Data for analysis —
pub mod defect_report;
pub mod repair_report;

use rust_xlsxwriter::{Format, FormatBorder, Worksheet, XlsxError};

/// Blue #2C5F8A header, white bold text, thin border.
pub fn create_header_format() -> Format {
    Format::new()
        .set_bold()
        .set_background_color("2C5F8A")
        .set_font_color("FFFFFF")
        .set_font_size(11)
        .set_border(FormatBorder::Thin)
        .set_text_wrap()
}

pub fn create_date_format() -> Format {
    Format::new().set_num_format("dd/mm/yyyy")
}

/// Money, #,##0.00
pub fn create_number_format() -> Format {
    Format::new().set_num_format("#,##0.00")
}

pub fn create_integer_format() -> Format {
    Format::new().set_num_format("#,##0")
}

pub fn create_percent_format() -> Format {
    Format::new().set_num_format("0.0%")
}

/// Writes `headers` on row `row`, starting at column 0.
pub fn write_headers(
    ws: &mut Worksheet,
    row: u32,
    headers: &[&str],
    format: &Format,
) -> Result<(), XlsxError> {
    for (col, h) in headers.iter().enumerate() {
        ws.write_with_format(row, col as u16, *h, format)?;
    }
    Ok(())
}

/// Frozen header row plus autofilter over the data block; no-op without data rows.
pub fn finish_table(
    ws: &mut Worksheet,
    data_rows: usize,
    columns: usize,
) -> Result<(), XlsxError> {
    if data_rows == 0 || columns == 0 {
        return Ok(());
    }
    ws.set_freeze_panes(1, 0)?;
    ws.autofilter(0, 0, data_rows as u32, (columns - 1) as u16)?;
    Ok(())
}

/// Relative change, or None when there is no previous value to compare with.
pub fn relative_delta(current: f64, previous: f64) -> Option<f64> {
    if previous == 0.0 {
        None
    } else {
        Some((current - previous) / previous)
    }
}
use rusqlite::{Connection, OptionalExtension};
use serde::de::DeserializeOwned;
use serde_json::Value;

use crate::analyzer::prices::PriceTable;
use crate::error::AppError;
use crate::parser::pipeline::{
    normalize_defect_repair, normalize_ticket, normalize_warranty_card, parse_documents,
};
use crate::parser::types::{DefectRepair, Ticket, TicketRaw, WarrantyCard};

/// Reads the `document` column of every row of `sql` and normalizes each one.
/// Rows whose JSON no longer parses are skipped with a warning.
fn load_documents<Raw, T>(
    conn: &Connection,
    sql: &str,
    what: &str,
    normalize: impl Fn(&Raw) -> Result<T, String>,
) -> Result<Vec<T>, AppError>
where
    Raw: DeserializeOwned,
{
    let mut stmt = conn.prepare_cached(sql)?;
    let rows = stmt.query_map([], |row| row.get::<_, String>(0))?;

    let mut docs = Vec::new();
    for row in rows {
        let text = row?;
        match serde_json::from_str::<Value>(&text) {
            Ok(doc) => docs.push(doc),
            Err(e) => log::warn!("Unreadable stored {} document: {}", what, e),
        }
    }

    let output = parse_documents(docs, normalize);
    if output.skipped > 0 {
        log::warn!("Skipped {} stored {} documents", output.skipped, what);
    }
    Ok(output.records)
}

/// Every stored ticket, newest first.
pub fn load_tickets(conn: &Connection) -> Result<Vec<Ticket>, AppError> {
    load_documents(
        conn,
        "SELECT document FROM tickets ORDER BY created_at DESC, id",
        "ticket",
        normalize_ticket,
    )
}

pub fn get_ticket(conn: &Connection, id: &str) -> Result<Ticket, AppError> {
    let document: Option<String> = conn
        .query_row("SELECT document FROM tickets WHERE id = ?1", [id], |row| {
            row.get(0)
        })
        .optional()?;
    let document = document.ok_or_else(|| AppError::TicketNotFound(id.to_string()))?;
    let raw: TicketRaw = serde_json::from_str(&document)?;
    normalize_ticket(&raw).map_err(AppError::Custom)
}

pub fn load_defect_repairs(conn: &Connection) -> Result<Vec<DefectRepair>, AppError> {
    load_documents(
        conn,
        "SELECT document FROM defect_repairs ORDER BY date DESC, id",
        "defect repair",
        normalize_defect_repair,
    )
}

pub fn load_warranty_cards(conn: &Connection) -> Result<Vec<WarrantyCard>, AppError> {
    load_documents(
        conn,
        "SELECT document FROM warranty_cards ORDER BY issued_at DESC, id",
        "warranty card",
        normalize_warranty_card,
    )
}

pub fn load_price_table(conn: &Connection) -> Result<PriceTable, AppError> {
    let mut stmt = conn.prepare_cached("SELECT equipment_type, model, prices FROM prices")?;
    let rows = stmt.query_map([], |row| {
        Ok((
            row.get::<_, String>(0)?,
            row.get::<_, String>(1)?,
            row.get::<_, String>(2)?,
        ))
    })?;

    let mut table = PriceTable::default();
    for row in rows {
        let (equipment_type, model, prices) = row?;
        match serde_json::from_str::<Vec<f64>>(&prices) {
            Ok(prices) => {
                table
                    .0
                    .entry(equipment_type)
                    .or_default()
                    .insert(model, prices);
            }
            Err(e) => log::warn!("Bad price list for {} / {}: {}", equipment_type, model, e),
        }
    }
    Ok(table)
}
//! Trade engine server binary
//!
//! Wires configuration, the ledger, the engine, the expiry scheduler and the
//! event log, then runs until ctrl-c.

use anyhow::Context;
use escrow_ledger::{AccountId, EscrowLedger};
use std::sync::Arc;
use tokio::sync::{broadcast, watch};
use trade_engine::{
    ArbitrationService, BroadcastBus, Config, ExpiryScheduler, SystemClock, TradeEngine,
    TradeJournal,
};

fn init_tracing() {
    let filter = tracing_subscriber::EnvFilter::try_from_default_env()
        .unwrap_or_else(|_| tracing_subscriber::EnvFilter::new("info"));

    if std::env::var("TRADE_LOG_JSON").is_ok() {
        tracing_subscriber::fmt()
            .json()
            .with_env_filter(filter)
            .init();
    } else {
        tracing_subscriber::fmt().with_env_filter(filter).init();
    }
}

#[tokio::main]
async fn main() -> anyhow::Result<()> {
    init_tracing();

    // Load configuration
    let config = match std::env::args().nth(1) {
        Some(path) => Config::from_file(&path)
            .with_context(|| format!("loading config from {}", path))?,
        None => Config::from_env().context("loading config from environment")?,
    };
    config.validate()?;

    tracing::info!(
        service = %config.service_name,
        version = %config.service_version,
        "Starting trade engine"
    );

    let ledger = Arc::new(EscrowLedger::new(AccountId::new(
        config.trading.platform_account.clone(),
    )));
    let bus = Arc::new(BroadcastBus::new(config.events.capacity));
    let mut engine = TradeEngine::new(&config, ledger, bus.clone(), Arc::new(SystemClock))?;

    if config.journal.enabled {
        let journal = TradeJournal::open(&config.journal.path)
            .with_context(|| format!("opening journal {}", config.journal.path.display()))?;
        let entries = journal.verify_integrity().await?;
        tracing::info!(entries, "Trade journal verified");
        engine = engine.with_journal(Arc::new(journal));
    }

    let engine = Arc::new(engine);
    let arbitration = ArbitrationService::new(engine.clone(), &config.arbitration)?;
    tracing::info!(
        required_factors = arbitration.required_factors(),
        "Arbitration ready"
    );

    // Event log
    let mut events = bus.subscribe();
    let event_log = tokio::spawn(async move {
        loop {
            match events.recv().await {
                Ok(event) => tracing::info!(
                    subject = event.subject(),
                    trade_id = %event.trade.id,
                    status = %event.trade.status,
                    "Trade event"
                ),
                Err(broadcast::error::RecvError::Lagged(missed)) => {
                    tracing::warn!(missed, "Event log lagging")
                }
                Err(broadcast::error::RecvError::Closed) => break,
            }
        }
    });

    // Expiry scheduler
    let (shutdown_tx, shutdown_rx) = watch::channel(false);
    let scheduler = if config.scheduler.enabled {
        let scheduler = Arc::new(ExpiryScheduler::from_config(engine.clone(), &config));
        Some(tokio::spawn(scheduler.run(shutdown_rx)))
    } else {
        tracing::warn!("Expiry scheduler disabled");
        None
    };

    tokio::signal::ctrl_c().await?;
    tracing::info!("Shutting down trade engine");

    shutdown_tx.send(true).ok();
    if let Some(handle) = scheduler {
        handle.await?;
    }
    event_log.abort();

    let snapshot = engine.snapshot().await;
    tracing::info!(
        orders = snapshot.orders.len(),
        trades = snapshot.trades.len(),
        active_holds = engine.ledger().active_hold_count(),
        "Final state"
    );

    Ok(())
}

Exercise description — What must be transcribed is the run of lines from the one containing "let snapshot = engine.snapshot().await;" to the last line of the data above, inclusive, and only that.

Written answer —
    let snapshot = engine.snapshot().await;
    tracing::info!(
        orders = snapshot.orders.len(),
        trades = snapshot.trades.len(),
        active_holds = engine.ledger().active_hold_count(),
        "Final state"
    );

    Ok(())
}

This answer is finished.